To do
The records below should be printed once more, exactly as they appear.

+===+

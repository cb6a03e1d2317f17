//! Lightweight JSON-backed translations with per-locale bundles.

use serde_json::Value;
use std::sync::LazyLock;

/// Supported locale codes.
#[derive(Clone, Copy, Debug, PartialEq, Eq, Hash)]
pub enum LocaleCode {
    /// English.
    En,
    /// French.
    Fr,
}

/// Locale used when nothing else matches.
pub const DEFAULT_LOCALE: LocaleCode = LocaleCode::En;

impl LocaleCode {
    /// All supported locales in display order.
    #[must_use]
    pub const fn all() -> [Self; 2] {
        [Self::En, Self::Fr]
    }

    /// Two-letter language code.
    #[must_use]
    pub const fn code(self) -> &'static str {
        match self {
            Self::En => "en",
            Self::Fr => "fr",
        }
    }

    /// Map a browser language tag (`fr-CA`, `en`) to a supported locale.
    #[must_use]
    pub fn from_lang_tag(tag: &str) -> Option<Self> {
        let lowered = tag.trim().to_ascii_lowercase();
        let base = lowered.split(['-', '_']).next().unwrap_or_default();
        Self::all().into_iter().find(|locale| locale.code() == base)
    }
}

/// Translation bundle containing a parsed JSON tree for the locale.
#[derive(Clone, Debug)]
pub struct TranslationBundle {
    /// Locale backing this bundle.
    pub locale: LocaleCode,
    tree: Value,
}

impl PartialEq for TranslationBundle {
    fn eq(&self, other: &Self) -> bool {
        self.locale == other.locale
    }
}

impl TranslationBundle {
    /// Build a translation bundle for the given locale.
    ///
    /// Missing keys degrade to English, then to the caller's default.
    #[must_use]
    pub fn new(locale: LocaleCode) -> Self {
        let tree: Value = serde_json::from_str(raw_locale(locale)).unwrap_or(Value::Null);
        Self { locale, tree }
    }

    /// Resolve a dotted path (`section.key`) with English fallback and caller default.
    #[must_use]
    pub fn text(&self, path: &str, default: &str) -> String {
        resolve(&self.tree, path)
            .or_else(|| resolve(&EN_FALLBACK.tree, path))
            .unwrap_or_else(|| default.to_string())
    }
}

static EN_FALLBACK: LazyLock<TranslationBundle> =
    LazyLock::new(|| TranslationBundle::new(LocaleCode::En));

fn resolve(tree: &Value, path: &str) -> Option<String> {
    let mut node = tree;
    for segment in path.split('.') {
        node = node.get(segment)?;
    }
    node.as_str().map(ToString::to_string)
}

const fn raw_locale(locale: LocaleCode) -> &'static str {
    match locale {
        LocaleCode::En => include_str!("../../i18n/en.json"),
        LocaleCode::Fr => include_str!("../../i18n/fr.json"),
    }
}

#[cfg(test)]
mod tests {
    use super::*;
    use crate::routes::Route;

    #[test]
    fn missing_key_falls_back_to_default() {
        let bundle = TranslationBundle::new(LocaleCode::Fr);
        assert_eq!(bundle.text("nonexistent.key", "fallback"), "fallback");
    }

    #[test]
    fn missing_locale_key_falls_back_to_english() {
        let bundle = TranslationBundle::new(LocaleCode::Fr);
        assert_eq!(bundle.text("login.to_register", ""), "Need an account?");
        assert_eq!(bundle.text("nav.login", ""), "Connexion");
    }

    #[test]
    fn every_route_has_a_label_in_every_locale() {
        for locale in LocaleCode::all() {
            let bundle = TranslationBundle::new(locale);
            for route in Route::all() {
                let key = route.view().label_key();
                assert!(resolve(&bundle.tree, key).is_some(), "{key} in {locale:?}");
            }
        }
    }

    #[test]
    fn lang_tags_map_to_locales() {
        assert_eq!(LocaleCode::from_lang_tag("fr-CA"), Some(LocaleCode::Fr));
        assert_eq!(LocaleCode::from_lang_tag("EN_gb"), Some(LocaleCode::En));
        assert_eq!(LocaleCode::from_lang_tag("de"), None);
    }
}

+===+

Solution to the problem
repository cb6a03e1d2317f17
//! Lightweight JSON-backed translations with per-locale bundles.

use serde_json::Value;
use std::sync::LazyLock;

/// Supported locale codes.
#[derive(Clone, Copy, Debug, PartialEq, Eq, Hash)]
pub enum LocaleCode {
    /// English.
    En,
    /// French.
    Fr,
}

/// Locale used when nothing else matches.
pub const DEFAULT_LOCALE: LocaleCode = LocaleCode::En;

impl LocaleCode {
    /// All supported locales in display order.
    #[must_use]
    pub const fn all() -> [Self; 2] {
        [Self::En, Self::Fr]
    }

    /// Two-letter language code.
    #[must_use]
    pub const fn code(self) -> &'static str {
        match self {
            Self::En => "en",
            Self::Fr => "fr",
        }
    }

    /// Map a browser language tag (`fr-CA`, `en`) to a supported locale.
    #[must_use]
    pub fn from_lang_tag(tag: &str) -> Option<Self> {
        let lowered = tag.trim().to_ascii_lowercase();
        let base = lowered.split(['-', '_']).next().unwrap_or_default();
        Self::all().into_iter().find(|locale| locale.code() == base)
    }
}

/// Translation bundle containing a parsed JSON tree for the locale.
#[derive(Clone, Debug)]
pub struct TranslationBundle {
    /// Locale backing this bundle.
    pub locale: LocaleCode,
    tree: Value,
}

impl PartialEq for TranslationBundle {
    fn eq(&self, other: &Self) -> bool {
        self.locale == other.locale
    }
}

impl TranslationBundle {
    /// Build a translation bundle for the given locale.
    ///
    /// Missing keys degrade to English, then to the caller's default.
    #[must_use]
    pub fn new(locale: LocaleCode) -> Self {
        let tree: Value = serde_json::from_str(raw_locale(locale)).unwrap_or(Value::Null);
        Self { locale, tree }
    }

    /// Resolve a dotted path (`section.key`) with English fallback and caller default.
    #[must_use]
    pub fn text(&self, path: &str, default: &str) -> String {
        resolve(&self.tree, path)
            .or_else(|| resolve(&EN_FALLBACK.tree, path))
            .unwrap_or_else(|| default.to_string())
    }
}

static EN_FALLBACK: LazyLock<TranslationBundle> =
    LazyLock::new(|| TranslationBundle::new(LocaleCode::En));

fn resolve(tree: &Value, path: &str) -> Option<String> {
    let mut node = tree;
    for segment in path.split('.') {
        node = node.get(segment)?;
    }
    node.as_str().map(ToString::to_string)
}

const fn raw_locale(locale: LocaleCode) -> &'static str {
    match locale {
        LocaleCode::En => include_str!("../../i18n/en.json"),
        LocaleCode::Fr => include_str!("../../i18n/fr.json"),
    }
}

#[cfg(test)]
mod tests {
    use super::*;
    use crate::routes::Route;

    #[test]
    fn missing_key_falls_back_to_default() {
        let bundle = TranslationBundle::new(LocaleCode::Fr);
        assert_eq!(bundle.text("nonexistent.key", "fallback"), "fallback");
    }

    #[test]
    fn missing_locale_key_falls_back_to_english() {
        let bundle = TranslationBundle::new(LocaleCode::Fr);
        assert_eq!(bundle.text("login.to_register", ""), "Need an account?");
        assert_eq!(bundle.text("nav.login", ""), "Connexion");
    }

    #[test]
    fn every_route_has_a_label_in_every_locale() {
        for locale in LocaleCode::all() {
            let bundle = TranslationBundle::new(locale);
            for route in Route::all() {
                let key = route.view().label_key();
                assert!(resolve(&bundle.tree, key).is_some(), "{key} in {locale:?}");
            }
        }
    }

    #[test]
    fn lang_tags_map_to_locales() {
        assert_eq!(LocaleCode::from_lang_tag("fr-CA"), Some(LocaleCode::Fr));
        assert_eq!(LocaleCode::from_lang_tag("EN_gb"), Some(LocaleCode::En));
        assert_eq!(LocaleCode::from_lang_tag("de"), None);
    }
}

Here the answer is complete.